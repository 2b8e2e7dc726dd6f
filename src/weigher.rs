use tracing::trace;

use crate::{
    expr::WeightExpr,
    feature::{Feature, Schema},
    Result,
};

/// 计算要素权重的策略
///
/// 在扫描配置时通过[Weigher::for_schema]选定一次，之后逐条记录调用[Weigher::weight]。
#[derive(Debug, Clone, PartialEq)]
pub enum Weigher {
    /// 每个要素固定贡献1.0
    Constant,
    /// 读取数值属性；空值为0.0
    Numeric(usize),
    /// 读取非数值属性并尝试转换为浮点数；空值为0.0，转换失败为1.0
    Converted(usize),
    /// 对整条记录求值表达式；空结果为0.0
    Expression(WeightExpr),
}

impl Weigher {
    /// 按权重选项选择策略
    ///
    /// * 没有选项 → [Weigher::Constant]
    /// * 选项是数值属性名 → [Weigher::Numeric]
    /// * 选项是非数值属性名 → [Weigher::Converted]
    /// * 其他（函数调用、算术表达式等）→ [Weigher::Expression]
    ///
    /// # 错误
    /// 表达式无法编译时返回相应错误
    pub fn for_schema(weight: Option<&str>, schema: &Schema) -> Result<Self> {
        let Some(weight) = weight.map(str::trim) else {
            return Ok(Weigher::Constant);
        };
        match schema.index_of(weight) {
            Some(index) => {
                let numeric = schema
                    .attribute(index)
                    .map(|attribute| attribute.kind().is_numeric())
                    .unwrap_or(false);
                if numeric {
                    Ok(Weigher::Numeric(index))
                } else {
                    Ok(Weigher::Converted(index))
                }
            }
            None => WeightExpr::compile(weight, schema).map(Weigher::Expression),
        }
    }

    /// 计算要素的权重
    ///
    /// 表达式求出的负数原样返回
    pub fn weight(&self, feature: &Feature) -> f64 {
        match self {
            Weigher::Constant => 1.0,
            Weigher::Numeric(index) => feature.attribute(*index).as_f64().unwrap_or(0.0),
            Weigher::Converted(index) => {
                let value = feature.attribute(*index);
                if value.is_null() {
                    0.0
                } else {
                    // 无法转换的值仍然把该要素计数一次
                    value.convert_f64().unwrap_or(1.0)
                }
            }
            Weigher::Expression(expr) => match expr.evaluate(feature) {
                Some(v) => v,
                None => {
                    trace!(feature = feature.id(), "weight expression produced no number");
                    0.0
                }
            },
        }
    }

    /// 用于日志的策略名称
    pub fn kind(&self) -> &'static str {
        match self {
            Weigher::Constant => "constant",
            Weigher::Numeric(_) => "numeric",
            Weigher::Converted(_) => "converted",
            Weigher::Expression(_) => "expression",
        }
    }
}

#[cfg(test)]
mod tests {
    use std::sync::Arc;

    use super::*;
    use crate::feature::{AttributeDescriptor, AttributeType, AttributeValue, GeometryBinding};
    use pretty_assertions::assert_eq;

    fn schema() -> Arc<Schema> {
        Arc::new(Schema::new(
            "obs",
            vec![
                AttributeDescriptor::new("magnitude", AttributeType::Double),
                AttributeDescriptor::new("label", AttributeType::String),
                AttributeDescriptor::new("geom", AttributeType::Geometry(GeometryBinding::Point)),
            ],
        ))
    }

    fn feature(magnitude: AttributeValue, label: AttributeValue) -> Feature {
        Feature::new("f", schema(), vec![magnitude, label])
    }

    #[test]
    fn selection_policy() -> anyhow::Result<()> {
        let schema = schema();
        assert_eq!(Weigher::for_schema(None, &schema)?, Weigher::Constant);
        assert_eq!(
            Weigher::for_schema(Some("magnitude"), &schema)?,
            Weigher::Numeric(0)
        );
        assert_eq!(
            Weigher::for_schema(Some(" label "), &schema)?,
            Weigher::Converted(1)
        );
        assert_eq!(
            Weigher::for_schema(Some("magnitude * 2"), &schema)?.kind(),
            "expression"
        );
        assert!(Weigher::for_schema(Some("nope + 1"), &schema).is_err());
        Ok(())
    }

    #[test]
    fn constant_ignores_attributes() {
        let f = feature(12.0.into(), "x".into());
        assert_eq!(Weigher::Constant.weight(&f), 1.0);
    }

    #[test]
    fn numeric_null_is_zero() {
        assert_eq!(Weigher::Numeric(0).weight(&feature(AttributeValue::Null, "x".into())), 0.0);
        assert_eq!(Weigher::Numeric(0).weight(&feature(2.5.into(), "x".into())), 2.5);
    }

    #[test]
    fn converted_falls_back_to_one() {
        let w = Weigher::Converted(1);
        assert_eq!(w.weight(&feature(AttributeValue::Null, "not a number".into())), 1.0);
        assert_eq!(w.weight(&feature(AttributeValue::Null, "4.5".into())), 4.5);
        assert_eq!(w.weight(&feature(AttributeValue::Null, AttributeValue::Null)), 0.0);
    }

    #[test]
    fn expression_results() -> anyhow::Result<()> {
        let schema = schema();
        let w = Weigher::for_schema(Some("magnitude - 10"), &schema)?;
        assert_eq!(w.weight(&feature(4.0.into(), AttributeValue::Null)), -6.0);
        assert_eq!(w.weight(&feature(AttributeValue::Null, AttributeValue::Null)), 0.0);
        Ok(())
    }
}
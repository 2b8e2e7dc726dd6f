use proptest::prelude::*;

use crate::{codec, Envelope, GridSnap, RenderingGrid, Sampling};

fn snap(width: usize, height: usize) -> GridSnap {
    let envelope = Envelope::new(-180., 180., -90., 90.).unwrap();
    GridSnap::new(envelope, width, height).unwrap()
}

prop_compose! {
    /// 网格尺寸，以及落在网格内的若干像素和整数权重
    fn cells()(width in 1usize..300, height in 1usize..300)
        (cells in prop::collection::vec((0..height, 0..width, -8i32..64), 0..200),
         width in Just(width), height in Just(height))
        -> (usize, usize, Vec<(usize, usize, i32)>) {
        (width, height, cells)
    }
}

proptest! {
    #[test]
    fn encoded_grid_decodes_to_same_cells((width, height, cells) in cells()) {
        let mut grid = RenderingGrid::new(snap(width, height), Sampling::Vertices);
        for &(row, col, weight) in &cells {
            grid.add(row, col, weight as f64);
        }
        let blob = codec::encode(&grid);

        let mut decoded = grid.fresh();
        codec::decode_into(blob.clone(), &mut decoded).unwrap();
        prop_assert_eq!(&decoded, &grid);

        // 解码出的像素中心落回原像素
        let snap = *grid.snap();
        for (point, ((row, col), weight)) in codec::decode(blob, snap).zip(grid.iter()) {
            let point = point.unwrap();
            prop_assert_eq!(snap.to_pixel(point.x, point.y), (row, col));
            prop_assert_eq!(point.weight, weight);
        }
    }

    #[test]
    fn accumulation_is_order_independent(
        points in prop::collection::vec((-200f64..200., -100f64..100., 0u8..8), 0..100),
        seed in any::<u64>(),
    ) {
        let mut forward = RenderingGrid::new(snap(36, 18), Sampling::Vertices);
        for &(x, y, weight) in &points {
            forward.render(&geo::Point::new(x, y), weight as f64);
        }

        let mut shuffled = points.clone();
        let len = shuffled.len();
        if len > 1 {
            for i in 0..len {
                let j = (seed.rotate_left(i as u32) as usize ^ i) % len;
                shuffled.swap(i, j);
            }
        }
        let mut backward = forward.fresh();
        for &(x, y, weight) in shuffled.iter().rev() {
            backward.render(&geo::Point::new(x, y), weight as f64);
        }
        prop_assert_eq!(backward, forward);
    }

    #[test]
    fn pixel_lookup_never_leaves_grid(x in any::<f64>(), y in any::<f64>()) {
        let snap = snap(7, 3);
        let (row, col) = snap.to_pixel(x, y);
        prop_assert!(row < 3);
        prop_assert!(col < 7);
    }
}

• What you should do:
Return every line from the entries above that contains the word "None".

• Response:
            None => WeightExpr::compile(weight, schema).map(Weigher::Expression),
                None => {
        assert_eq!(Weigher::for_schema(None, &schema)?, Weigher::Constant);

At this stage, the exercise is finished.